━━━━━ RECORD EXCERPTS ━━━━━

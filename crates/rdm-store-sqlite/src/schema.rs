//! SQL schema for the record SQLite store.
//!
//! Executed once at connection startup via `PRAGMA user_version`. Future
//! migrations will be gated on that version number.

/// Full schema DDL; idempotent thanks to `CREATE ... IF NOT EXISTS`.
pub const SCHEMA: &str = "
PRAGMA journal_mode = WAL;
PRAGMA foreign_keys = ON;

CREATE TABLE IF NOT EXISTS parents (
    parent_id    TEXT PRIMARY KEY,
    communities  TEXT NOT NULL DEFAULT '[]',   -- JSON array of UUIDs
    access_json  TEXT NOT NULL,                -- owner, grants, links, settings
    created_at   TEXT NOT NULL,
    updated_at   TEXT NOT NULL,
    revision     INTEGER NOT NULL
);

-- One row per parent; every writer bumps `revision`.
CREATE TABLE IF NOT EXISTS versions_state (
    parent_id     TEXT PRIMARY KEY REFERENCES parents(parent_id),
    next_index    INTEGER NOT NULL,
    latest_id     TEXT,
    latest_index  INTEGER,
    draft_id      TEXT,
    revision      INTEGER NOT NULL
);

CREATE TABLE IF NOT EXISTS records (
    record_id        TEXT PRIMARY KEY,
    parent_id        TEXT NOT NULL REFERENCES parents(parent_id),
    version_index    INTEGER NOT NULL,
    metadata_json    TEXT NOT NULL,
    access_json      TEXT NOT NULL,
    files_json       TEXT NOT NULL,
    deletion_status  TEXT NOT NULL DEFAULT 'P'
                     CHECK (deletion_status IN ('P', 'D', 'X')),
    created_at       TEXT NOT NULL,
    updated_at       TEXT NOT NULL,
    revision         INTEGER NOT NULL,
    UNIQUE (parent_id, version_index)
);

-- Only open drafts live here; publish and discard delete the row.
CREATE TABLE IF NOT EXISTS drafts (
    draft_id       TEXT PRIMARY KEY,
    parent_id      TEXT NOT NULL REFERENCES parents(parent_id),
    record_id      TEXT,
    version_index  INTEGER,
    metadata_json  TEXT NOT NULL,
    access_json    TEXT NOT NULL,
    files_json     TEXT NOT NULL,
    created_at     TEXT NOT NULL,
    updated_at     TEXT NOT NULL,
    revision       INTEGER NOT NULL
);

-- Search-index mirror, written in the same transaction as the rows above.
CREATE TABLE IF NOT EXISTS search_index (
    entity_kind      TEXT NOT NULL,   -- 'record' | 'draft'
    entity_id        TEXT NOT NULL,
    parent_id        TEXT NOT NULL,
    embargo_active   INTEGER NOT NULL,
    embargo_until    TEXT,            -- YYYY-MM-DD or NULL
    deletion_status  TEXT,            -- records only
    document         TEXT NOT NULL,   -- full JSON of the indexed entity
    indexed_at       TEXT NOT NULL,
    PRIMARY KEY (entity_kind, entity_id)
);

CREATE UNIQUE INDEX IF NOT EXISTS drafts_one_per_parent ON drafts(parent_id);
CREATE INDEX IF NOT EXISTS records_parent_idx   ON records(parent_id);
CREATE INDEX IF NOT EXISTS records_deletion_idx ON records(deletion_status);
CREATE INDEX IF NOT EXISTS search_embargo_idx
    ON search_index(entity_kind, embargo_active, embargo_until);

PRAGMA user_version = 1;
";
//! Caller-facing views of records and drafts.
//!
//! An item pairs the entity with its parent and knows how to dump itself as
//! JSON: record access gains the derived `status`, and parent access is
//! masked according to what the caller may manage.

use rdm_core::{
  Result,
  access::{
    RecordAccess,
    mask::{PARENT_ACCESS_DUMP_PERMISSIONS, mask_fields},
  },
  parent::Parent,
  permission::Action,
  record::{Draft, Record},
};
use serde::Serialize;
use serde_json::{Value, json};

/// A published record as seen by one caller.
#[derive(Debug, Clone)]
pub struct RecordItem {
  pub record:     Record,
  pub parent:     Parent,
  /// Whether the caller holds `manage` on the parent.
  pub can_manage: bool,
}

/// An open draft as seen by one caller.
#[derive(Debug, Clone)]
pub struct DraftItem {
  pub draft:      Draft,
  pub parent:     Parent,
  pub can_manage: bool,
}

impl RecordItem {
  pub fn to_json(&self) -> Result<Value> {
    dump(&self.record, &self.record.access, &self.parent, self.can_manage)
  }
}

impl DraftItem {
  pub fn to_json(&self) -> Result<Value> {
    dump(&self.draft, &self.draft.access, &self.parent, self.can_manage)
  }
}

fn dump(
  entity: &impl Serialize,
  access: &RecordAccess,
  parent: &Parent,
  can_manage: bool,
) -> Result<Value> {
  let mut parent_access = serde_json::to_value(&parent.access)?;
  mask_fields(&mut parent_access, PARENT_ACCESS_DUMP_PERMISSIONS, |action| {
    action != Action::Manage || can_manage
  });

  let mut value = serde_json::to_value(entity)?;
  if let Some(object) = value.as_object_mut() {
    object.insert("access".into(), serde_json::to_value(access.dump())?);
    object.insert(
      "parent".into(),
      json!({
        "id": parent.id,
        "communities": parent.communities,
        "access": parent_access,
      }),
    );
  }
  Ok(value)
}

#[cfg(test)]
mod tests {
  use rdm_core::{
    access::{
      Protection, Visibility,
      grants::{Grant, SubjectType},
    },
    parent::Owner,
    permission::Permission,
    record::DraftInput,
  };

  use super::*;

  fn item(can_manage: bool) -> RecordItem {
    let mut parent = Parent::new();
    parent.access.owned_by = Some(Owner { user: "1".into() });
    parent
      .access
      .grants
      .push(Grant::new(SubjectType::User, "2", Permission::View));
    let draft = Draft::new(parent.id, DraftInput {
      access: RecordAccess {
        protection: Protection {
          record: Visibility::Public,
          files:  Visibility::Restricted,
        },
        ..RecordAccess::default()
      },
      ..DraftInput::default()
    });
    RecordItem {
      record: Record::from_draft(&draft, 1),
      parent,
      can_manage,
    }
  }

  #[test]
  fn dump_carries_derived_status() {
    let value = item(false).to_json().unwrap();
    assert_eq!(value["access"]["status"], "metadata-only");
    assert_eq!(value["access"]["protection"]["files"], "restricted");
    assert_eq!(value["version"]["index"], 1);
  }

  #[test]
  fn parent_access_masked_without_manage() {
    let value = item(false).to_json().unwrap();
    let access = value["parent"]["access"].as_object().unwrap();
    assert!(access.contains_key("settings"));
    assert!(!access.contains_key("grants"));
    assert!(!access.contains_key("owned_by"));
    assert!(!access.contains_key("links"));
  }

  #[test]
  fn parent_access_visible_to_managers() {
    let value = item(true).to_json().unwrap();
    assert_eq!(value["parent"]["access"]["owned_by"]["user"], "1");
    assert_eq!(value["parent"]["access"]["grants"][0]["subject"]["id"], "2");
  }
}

━━━━━

Copy the lines that hold the word "struct". Take them from the records above.

■ YOUR SOLUTION
pub struct RecordItem {
pub struct DraftItem {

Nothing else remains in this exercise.